_The problem_.
Up to and including the line with "Clone, PartialEq, Eq, Default, Serialize, Deserialize)]", output the records exactly as they appear.
Material provided Start Marker
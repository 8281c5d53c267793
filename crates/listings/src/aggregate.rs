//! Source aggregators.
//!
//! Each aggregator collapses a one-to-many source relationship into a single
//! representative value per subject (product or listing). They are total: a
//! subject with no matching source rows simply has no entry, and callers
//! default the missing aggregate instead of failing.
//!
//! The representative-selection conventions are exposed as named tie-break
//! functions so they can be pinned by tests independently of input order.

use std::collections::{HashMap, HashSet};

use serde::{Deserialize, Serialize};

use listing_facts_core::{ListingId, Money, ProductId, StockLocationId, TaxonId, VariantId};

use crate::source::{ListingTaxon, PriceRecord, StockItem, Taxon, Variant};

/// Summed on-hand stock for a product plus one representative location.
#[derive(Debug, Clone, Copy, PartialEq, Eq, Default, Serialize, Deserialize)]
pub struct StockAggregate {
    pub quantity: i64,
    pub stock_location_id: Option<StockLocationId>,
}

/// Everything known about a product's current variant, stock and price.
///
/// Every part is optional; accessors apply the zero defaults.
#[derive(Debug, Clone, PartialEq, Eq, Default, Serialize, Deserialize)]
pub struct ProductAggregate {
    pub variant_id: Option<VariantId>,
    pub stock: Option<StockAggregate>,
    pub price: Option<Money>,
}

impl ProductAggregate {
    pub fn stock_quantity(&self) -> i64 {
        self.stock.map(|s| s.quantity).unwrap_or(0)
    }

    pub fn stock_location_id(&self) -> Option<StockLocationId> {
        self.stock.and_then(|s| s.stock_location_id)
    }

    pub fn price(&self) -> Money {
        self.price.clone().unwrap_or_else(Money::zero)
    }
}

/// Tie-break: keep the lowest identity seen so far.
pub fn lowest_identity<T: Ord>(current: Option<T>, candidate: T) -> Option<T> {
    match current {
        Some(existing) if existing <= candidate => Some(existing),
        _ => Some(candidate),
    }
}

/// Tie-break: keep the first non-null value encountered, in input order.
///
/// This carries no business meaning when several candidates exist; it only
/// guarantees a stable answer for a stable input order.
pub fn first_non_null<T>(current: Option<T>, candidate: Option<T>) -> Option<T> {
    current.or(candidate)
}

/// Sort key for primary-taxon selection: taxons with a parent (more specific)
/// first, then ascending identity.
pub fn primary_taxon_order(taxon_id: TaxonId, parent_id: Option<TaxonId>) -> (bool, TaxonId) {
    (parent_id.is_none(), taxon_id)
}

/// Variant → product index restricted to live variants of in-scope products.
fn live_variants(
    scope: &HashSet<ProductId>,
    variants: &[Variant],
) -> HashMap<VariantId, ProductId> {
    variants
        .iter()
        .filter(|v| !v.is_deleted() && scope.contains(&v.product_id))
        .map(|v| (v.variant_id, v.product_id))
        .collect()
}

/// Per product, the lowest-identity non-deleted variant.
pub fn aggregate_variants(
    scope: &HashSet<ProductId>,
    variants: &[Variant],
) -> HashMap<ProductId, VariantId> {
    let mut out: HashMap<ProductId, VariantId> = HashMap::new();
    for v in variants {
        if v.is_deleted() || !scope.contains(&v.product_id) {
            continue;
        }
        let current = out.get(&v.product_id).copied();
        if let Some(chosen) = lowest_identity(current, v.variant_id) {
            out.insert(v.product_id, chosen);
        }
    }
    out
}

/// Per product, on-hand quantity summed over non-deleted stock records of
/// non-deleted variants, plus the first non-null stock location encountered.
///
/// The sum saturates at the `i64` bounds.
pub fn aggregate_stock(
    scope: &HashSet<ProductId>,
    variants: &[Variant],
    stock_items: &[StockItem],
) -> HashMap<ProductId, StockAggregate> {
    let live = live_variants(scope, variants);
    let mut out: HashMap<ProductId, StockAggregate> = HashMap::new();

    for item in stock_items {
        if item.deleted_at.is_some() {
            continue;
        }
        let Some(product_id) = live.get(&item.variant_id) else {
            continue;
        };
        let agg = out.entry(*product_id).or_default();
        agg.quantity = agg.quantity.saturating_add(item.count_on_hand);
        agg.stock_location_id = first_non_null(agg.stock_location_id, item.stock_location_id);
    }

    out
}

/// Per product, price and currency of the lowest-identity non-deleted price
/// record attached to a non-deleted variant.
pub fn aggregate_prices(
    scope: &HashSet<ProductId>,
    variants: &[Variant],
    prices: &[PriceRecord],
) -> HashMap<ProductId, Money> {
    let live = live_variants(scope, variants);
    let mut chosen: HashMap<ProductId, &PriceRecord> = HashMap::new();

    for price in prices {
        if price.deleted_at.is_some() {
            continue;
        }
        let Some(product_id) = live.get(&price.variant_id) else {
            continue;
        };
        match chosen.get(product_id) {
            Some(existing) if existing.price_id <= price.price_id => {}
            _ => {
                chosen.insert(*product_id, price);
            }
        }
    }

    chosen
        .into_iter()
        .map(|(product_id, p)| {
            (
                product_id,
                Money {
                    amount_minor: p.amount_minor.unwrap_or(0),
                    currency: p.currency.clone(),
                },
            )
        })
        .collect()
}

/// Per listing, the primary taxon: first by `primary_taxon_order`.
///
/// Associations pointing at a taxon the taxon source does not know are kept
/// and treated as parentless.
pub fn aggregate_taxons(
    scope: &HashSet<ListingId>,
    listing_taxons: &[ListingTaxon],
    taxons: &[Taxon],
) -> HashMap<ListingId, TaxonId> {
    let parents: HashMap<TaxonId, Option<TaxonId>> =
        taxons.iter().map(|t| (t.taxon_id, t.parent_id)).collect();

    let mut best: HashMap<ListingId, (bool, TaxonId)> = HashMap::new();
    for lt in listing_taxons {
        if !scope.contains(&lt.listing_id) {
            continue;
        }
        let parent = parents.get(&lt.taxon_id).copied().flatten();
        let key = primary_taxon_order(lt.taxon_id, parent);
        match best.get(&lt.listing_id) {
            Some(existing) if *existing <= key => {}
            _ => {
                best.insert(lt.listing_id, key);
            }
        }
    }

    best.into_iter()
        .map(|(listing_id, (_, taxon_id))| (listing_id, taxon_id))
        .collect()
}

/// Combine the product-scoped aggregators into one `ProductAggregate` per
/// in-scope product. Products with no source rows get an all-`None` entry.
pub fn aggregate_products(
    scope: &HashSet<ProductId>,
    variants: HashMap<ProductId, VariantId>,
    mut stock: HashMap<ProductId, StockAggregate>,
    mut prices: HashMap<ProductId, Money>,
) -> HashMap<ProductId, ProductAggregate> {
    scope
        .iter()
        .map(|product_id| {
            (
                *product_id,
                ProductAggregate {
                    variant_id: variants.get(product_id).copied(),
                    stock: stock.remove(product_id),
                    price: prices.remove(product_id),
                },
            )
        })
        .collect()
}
Material provided End Marker
_Result_.
repository 8281c5d53c267793
filename crates/listings/src/aggregate.rs
//! Source aggregators.
//!
//! Each aggregator collapses a one-to-many source relationship into a single
//! representative value per subject (product or listing). They are total: a
//! subject with no matching source rows simply has no entry, and callers
//! default the missing aggregate instead of failing.
//!
//! The representative-selection conventions are exposed as named tie-break
//! functions so they can be pinned by tests independently of input order.

use std::collections::{HashMap, HashSet};

use serde::{Deserialize, Serialize};

use listing_facts_core::{ListingId, Money, ProductId, StockLocationId, TaxonId, VariantId};

use crate::source::{ListingTaxon, PriceRecord, StockItem, Taxon, Variant};

/// Summed on-hand stock for a product plus one representative location.
#[derive(Debug, Clone, Copy, PartialEq, Eq, Default, Serialize, Deserialize)]
pub struct StockAggregate {
    pub quantity: i64,
    pub stock_location_id: Option<StockLocationId>,
}

/// Everything known about a product's current variant, stock and price.
///
/// Every part is optional; accessors apply the zero defaults.
#[derive(Debug, Clone, PartialEq, Eq, Default, Serialize, Deserialize)]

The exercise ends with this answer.